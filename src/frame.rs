//
// apngenc - still PNG and animated APNG frame encoder
// frame.rs - one caller-supplied raster, in the shape the driver consumes
//

use std::io;

use crate::pixels::PixelFormat;
use crate::utils::invalid_input;

/// One decoded raster handed in by the host codec framework. `data` is
/// tightly packed rows (no padding) at `format`'s native stride.
pub struct Frame<'a> {
    pub data: &'a [u8],
    pub format: PixelFormat,
    pub width: u32,
    pub height: u32,
    /// 0xAARRGGBB palette entries, required when `format` is `Pal8`.
    pub palette: Option<&'a [u32]>,
    /// Per-frame delay in seconds, expressed as a fraction (num/den), used
    /// only by the APNG driver.
    pub delay_num: u16,
    pub delay_den: u16,
}

impl<'a> Frame<'a> {
    pub fn new(data: &'a [u8], format: PixelFormat, width: u32, height: u32) -> Frame<'a> {
        Frame {
            data,
            format,
            width,
            height,
            palette: None,
            delay_num: 1,
            delay_den: 30,
        }
    }

    pub fn with_palette(mut self, palette: &'a [u32]) -> Frame<'a> {
        self.palette = Some(palette);
        self
    }

    pub fn with_delay(mut self, num: u16, den: u16) -> Frame<'a> {
        self.delay_num = num;
        self.delay_den = den;
        self
    }

    pub fn validate(&self) -> io::Result<()> {
        if self.width == 0 || self.height == 0 {
            return Err(invalid_input("Frame dimensions must be nonzero"));
        }
        let expected = self.format.stride(self.width) * self.height as usize;
        if self.data.len() != expected {
            return Err(invalid_input("Frame data length does not match stride * height"));
        }
        match (self.format, self.palette) {
            (PixelFormat::Pal8, None) => Err(invalid_input("Indexed frames require a palette")),
            (PixelFormat::Pal8, Some(p)) if p.is_empty() || p.len() > 256 => {
                Err(invalid_input("Palette must have 1-256 entries"))
            }
            _ => Ok(()),
        }
    }
}
//
// apngenc - still PNG and animated APNG frame encoder
// utils.rs - misc bits
//
// Copyright (c) 2018 Brion Vibber
//
// Permission is hereby granted, free of charge, to any person obtaining a copy
// of this software and associated documentation files (the "Software"), to deal
// in the Software without restriction, including without limitation the rights
// to use, copy, modify, merge, publish, distribute, sublicense, and/or sell
// copies of the Software, and to permit persons to whom the Software is
// furnished to do so, subject to the following conditions:
//
// The above copyright notice and this permission notice shall be included in
// all copies or substantial portions of the Software.
//
// THE SOFTWARE IS PROVIDED "AS IS", WITHOUT WARRANTY OF ANY KIND, EXPRESS OR
// IMPLIED, INCLUDING BUT NOT LIMITED TO THE WARRANTIES OF MERCHANTABILITY,
// FITNESS FOR A PARTICULAR PURPOSE AND NONINFRINGEMENT. IN NO EVENT SHALL THE
// AUTHORS OR COPYRIGHT HOLDERS BE LIABLE FOR ANY CLAIM, DAMAGES OR OTHER
// LIABILITY, WHETHER IN AN ACTION OF CONTRACT, TORT OR OTHERWISE, ARISING FROM,
// OUT OF OR IN CONNECTION WITH THE SOFTWARE OR THE USE OR OTHER DEALINGS IN
// THE SOFTWARE.
//

use ::std::io;
use ::std::io::{Error, ErrorKind, Write};

pub type IoResult = io::Result<()>;

pub fn invalid_input(payload: &str) -> Error {
    Error::new(ErrorKind::InvalidInput, payload)
}

pub fn other(payload: &str) -> Error {
    Error::new(ErrorKind::Other, payload)
}

pub fn write_be32<W: Write>(w: &mut W, val: u32) -> IoResult {
    let bytes = [
        (val >> 24 & 0xff) as u8,
        (val >> 16 & 0xff) as u8,
        (val >> 8 & 0xff) as u8,
        (val & 0xff) as u8,
    ];
    w.write_all(&bytes)
}

pub fn write_be16<W: Write>(w: &mut W, val: u16) -> IoResult {
    let bytes = [(val >> 8 & 0xff) as u8, (val & 0xff) as u8];
    w.write_all(&bytes)
}

pub fn write_byte<W: Write>(w: &mut W, val: u8) -> IoResult {
    let bytes = [val];
    w.write_all(&bytes)
}

//
// Per-byte difference of two equal-length buffers, used by the Sub and Up
// row filters. This is the seam where a SIMD-optimized implementation
// could be substituted for the scalar fallback below; the filters only
// depend on this function's signature.
//
pub fn diff_bytes(src: &[u8], prior: &[u8], dest: &mut [u8]) {
    for i in 0..dest.len() {
        dest[i] = src[i].wrapping_sub(prior[i]);
    }
}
--- --- ---
Instructions for the task -> Of the lines in the listing above, count those containing the word "used", and state the count alone.

Task result -> 2